Palazzo Biscari Overlooking the Sea Terrace of Catania

14 Giugno, 2024

The Palace of the Princes of Biscari, along with the Monastery of San Nicolò l’Arena, is one of the largest 18th-century buildings in Catania. It stands on a segment of the city’s 16th-century walls, on which, shortly after the 1693 earthquake, Ignazio Paternò Castello, the 3rd Prince of Biscari (d. 1699), obtained permission to elevate the palace from the general lieutenant Giuseppe Lanza, Duke of Camastra. The Duke was the architect of Catania’s reconstruction, sent by King Charles II of Spain from the House of Habsburg. The palace housed a museum of archaeology, numismatics, and natural sciences, founded for the “studiosorum commodo” by Ignazio Paternò Castello, the 5th Prince of Biscari, in 1758. It became a destination for numerous travelers and intellectuals from all over Europe. The palace, featuring late Baroque style on the sea-facing terrace and neoclassical style with tall columns on the east side, reflects the Austrian taste that permeated the court during the time of Maria Carolina, daughter of Maria Theresa of Austria and wife of King Ferdinand IV of Bourbon, in its interior rooms.

The exterior facade of the palace, its richest front, faces the sea. (Photo: Personal archive of Lorenzo Moncada).

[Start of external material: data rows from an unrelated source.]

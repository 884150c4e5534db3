//! Label mappings
//!
//! A label mapping gives a name to a cell, a cell range or another label:
//!
//! ```text
//! TaxRate  -> B1
//! Sales    -> C2:C20
//! Revenue  -> Sales
//! ```
//!
//! Chains of labels are followed by the viewport cache until they reach a cell or range.

use crate::error::{Error, Result};
use crate::reference::LabelName;
use crate::selection::Selection;

/// A label and what it points at
#[derive(Debug, Clone, PartialEq, Eq, Hash)]
pub struct LabelMapping {
    label: LabelName,
    target: Selection,
}

impl LabelMapping {
    /// Create a mapping; a label may not target itself
    pub fn new(label: LabelName, target: Selection) -> Result<Self> {
        if target.as_label() == Some(&label) {
            return Err(Error::SelfReferencingLabel(label.to_string()));
        }
        Ok(Self { label, target })
    }

    /// Parse both sides from text
    ///
    /// # Examples
    /// ```
    /// use sheetcache_core::LabelMapping;
    ///
    /// let mapping = LabelMapping::parse("Sales", "C2:C20").unwrap();
    /// assert_eq!(mapping.to_string(), "Sales=C2:C20");
    /// assert!(LabelMapping::parse("Loop", "loop").is_err());
    /// ```
    pub fn parse(label: &str, target: &str) -> Result<Self> {
        Self::new(LabelName::parse(label)?, Selection::parse(target)?)
    }

    /// The label being defined
    pub fn label(&self) -> &LabelName {
        &self.label
    }

    /// What the label points at
    pub fn target(&self) -> &Selection {
        &self.target
    }

    /// Whether the target is itself a label
    pub fn targets_label(&self) -> bool {
        self.target.is_label()
    }
}

impl std::fmt::Display for LabelMapping {
    fn fmt(&self, f: &mut std::fmt::Formatter<'_>) -> std::fmt::Result {
        write!(f, "{}={}", self.label, self.target)
    }
}
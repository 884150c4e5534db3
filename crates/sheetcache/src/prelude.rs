//! Prelude module - common imports for sheetcache users
//!
//! ```rust
//! use sheetcache::prelude::*;
//! ```

pub use crate::{
    // Cache types
    CacheOptions,
    // Core types
    Cell,
    CellRange,
    CellReference,
    CellValue,
    Column,
    ColumnReference,
    DeltaStats,
    // Error types
    Error,
    Formula,
    LabelMapping,
    LabelName,
    NonLabelSelection,
    Result,
    Row,
    RowReference,
    Selection,
    SpreadsheetDelta,
    SpreadsheetMetadata,
    Style,
    ViewportCache,
    Window,
};
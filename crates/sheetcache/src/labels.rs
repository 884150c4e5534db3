//! Label resolution
//!
//! Turns the label set of a delta into the two indexes the renderer reads:
//!
//! - cell -> labels pointing at it
//! - label -> the cell or range it finally resolves to
//!
//! Labels that target a cell or range are visited first. With a non-empty window a target
//! must touch the window to be visited at all; a range that does is expanded in full, up to
//! [`CacheOptions::max_range_expansion`] cells. Labels that target another label are then
//! scanned repeatedly, each scan resolving every label whose target has been resolved, until a
//! scan makes no progress. Whatever is left is dangling (its target label is undefined or lies
//! outside the window) or part of a cycle.

use crate::error::{Error, Result};
use crate::options::CacheOptions;
use crate::window::Window;
use ahash::{AHashMap, AHashSet};
use sheetcache_core::{CellReference, LabelMapping, LabelName, NonLabelSelection};
use std::collections::{BTreeMap, BTreeSet};

/// Output of a resolution pass
#[derive(Debug, Clone, Default, PartialEq)]
pub struct LabelResolution {
    /// The label set that was resolved, keeping only the first definition of each label
    pub mappings: Vec<LabelMapping>,
    /// Labels pointing at each cell; never holds an empty set
    pub cell_to_labels: BTreeMap<CellReference, BTreeSet<LabelName>>,
    /// Final cell or range of every resolved label
    pub label_to_non_label: BTreeMap<LabelName, NonLabelSelection>,
    /// Labels missing from `label_to_non_label`: their chain never reached a cell or range, or
    /// reached one outside the window
    pub unresolved: BTreeSet<LabelName>,
    /// Cycles found among the unresolved labels
    pub cycles: Vec<Vec<LabelName>>,
    /// Scans of the label -> label mappings that resolved at least one label
    pub passes: usize,
}

/// Resolves a label set against a window
pub struct LabelResolver<'a> {
    window: &'a Window,
    options: &'a CacheOptions,
    resolution: LabelResolution,
}

impl<'a> LabelResolver<'a> {
    /// Create a resolver for the given window
    pub fn new(window: &'a Window, options: &'a CacheOptions) -> Self {
        Self {
            window,
            options,
            resolution: LabelResolution::default(),
        }
    }

    /// Resolve every mapping
    ///
    /// Fails with [`Error::LabelCycle`] only when [`CacheOptions::reject_label_cycles`] is set.
    pub fn resolve(mut self, mappings: &[LabelMapping]) -> Result<LabelResolution> {
        let mappings = first_definitions(mappings);

        let mut pending = Vec::new();
        for mapping in &mappings {
            match mapping.target().non_label() {
                Some(target) => {
                    if !self.visit(mapping.label(), target) {
                        self.resolution.unresolved.insert(mapping.label().clone());
                    }
                }
                None => pending.push(*mapping),
            }
        }

        let mut done = AHashSet::with_capacity(pending.len());
        while done.len() < pending.len() {
            let mut progress = false;
            for (i, mapping) in pending.iter().enumerate() {
                if done.contains(&i) {
                    continue;
                }
                let resolved = mapping
                    .target()
                    .as_label()
                    .and_then(|target| self.resolution.label_to_non_label.get(target))
                    .copied();
                if let Some(target) = resolved {
                    // Indexed targets already passed the window
                    self.visit(mapping.label(), target);
                    done.insert(i);
                    progress = true;
                }
            }
            if !progress {
                break;
            }
            self.resolution.passes += 1;
            log::trace!(
                "label pass {}: {}/{} label references resolved",
                self.resolution.passes,
                done.len(),
                pending.len()
            );
        }

        let unresolved: Vec<&LabelMapping> = pending
            .iter()
            .enumerate()
            .filter(|(i, _)| !done.contains(i))
            .map(|(_, m)| *m)
            .collect();
        if !unresolved.is_empty() {
            self.report_unresolved(&mappings, &unresolved)?;
        }

        self.resolution.mappings = mappings.into_iter().cloned().collect();
        Ok(self.resolution)
    }

    /// Record `label -> target` and add the label to every cell of the target
    ///
    /// Targets that miss a non-empty window are skipped entirely; returns whether the label
    /// was recorded.
    fn visit(&mut self, label: &LabelName, target: NonLabelSelection) -> bool {
        if !self.window.test(&target) {
            log::trace!("label {} target {} is outside the window", label, target);
            return false;
        }

        self.resolution
            .label_to_non_label
            .insert(label.clone(), target);

        let range = target.to_range();
        if range.cell_count() > self.options.max_range_expansion {
            log::warn!(
                "label {} covers {} cells, not expanding {} (limit {})",
                label,
                range.cell_count(),
                range,
                self.options.max_range_expansion
            );
            return true;
        }
        for cell in range.cells() {
            self.add(cell, label);
        }
        true
    }

    fn add(&mut self, cell: CellReference, label: &LabelName) {
        self.resolution
            .cell_to_labels
            .entry(cell)
            .or_default()
            .insert(label.clone());
    }

    fn report_unresolved(
        &mut self,
        mappings: &[&LabelMapping],
        unresolved: &[&LabelMapping],
    ) -> Result<()> {
        let mut targets: AHashMap<&LabelName, &LabelName> = AHashMap::new();
        for mapping in unresolved {
            if let Some(target) = mapping.target().as_label() {
                targets.insert(mapping.label(), target);
            }
        }
        let defined: AHashSet<&LabelName> = mappings.iter().map(|m| m.label()).collect();

        let mut seen: AHashSet<&LabelName> = AHashSet::new();
        for mapping in unresolved {
            let start = mapping.label();
            self.resolution.unresolved.insert(start.clone());
            if seen.contains(start) {
                continue;
            }

            // Each label has one target, so following the chain either ends at a label that
            // is undefined or outside the window, or re-enters the path.
            let mut path: Vec<&LabelName> = Vec::new();
            let mut current = start;
            loop {
                if let Some(pos) = path.iter().position(|l| *l == current) {
                    let cycle: Vec<LabelName> =
                        path[pos..].iter().map(|l| (*l).clone()).collect();
                    self.resolution.cycles.push(cycle);
                    break;
                }
                if seen.contains(current) {
                    break;
                }
                path.push(current);
                match targets.get(current) {
                    Some(&next) => current = next,
                    None => {
                        if !defined.contains(current) {
                            log::warn!("label {} refers to undefined label {}", start, current);
                        }
                        break;
                    }
                }
            }
            seen.extend(path);
        }

        if let Some(cycle) = self.resolution.cycles.first() {
            if self.options.reject_label_cycles {
                return Err(Error::LabelCycle {
                    labels: cycle.clone(),
                });
            }
            for cycle in &self.resolution.cycles {
                log::warn!(
                    "label cycle left unresolved: {}",
                    cycle
                        .iter()
                        .map(LabelName::to_string)
                        .collect::<Vec<_>>()
                        .join(" -> ")
                );
            }
        }
        Ok(())
    }
}

/// Keep the first mapping of each label; later definitions are dropped with a warning
fn first_definitions(mappings: &[LabelMapping]) -> Vec<&LabelMapping> {
    let mut seen: AHashSet<&LabelName> = AHashSet::with_capacity(mappings.len());
    mappings
        .iter()
        .filter(|mapping| {
            let first = seen.insert(mapping.label());
            if !first {
                log::warn!(
                    "label {} defined more than once, ignoring {}",
                    mapping.label(),
                    mapping
                );
            }
            first
        })
        .collect()
}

The halls house a picture gallery and large Neapolitan vistas (Eustachio Pesci, 1776). The main hall (known as the “Orchestra Hall”) is a true auditorium with an oval layout and remarkable acoustics. Musicians sit along a large, high circular balcony situated between the ceiling and the floor. Palazzo Biscari prides itself on having been a destination for eminent figures, including J.W. Goethe, scientists, philosophers, travelers, artists, and representatives of the European and Italian Enlightenment (Danes, English, Germans, French, Poles). Cultural connections, exchanges of experiences, and archaeological and naturalistic gifts were established in these rooms. Prince Ignazio was a corresponding member of the renowned Society of Antiquaries of London, founded in 1718, and corresponded with Sir Thomas Hollis, a patron of Canaletto; Francesco Milizia, a noted Enlightenment figure from Apulia, who mentions him among Italian architects; and Abbot Domenico Sestini, historian and numismatist of the Grand Duke of Tuscany, who was a long-time guest of Prince Ignazio.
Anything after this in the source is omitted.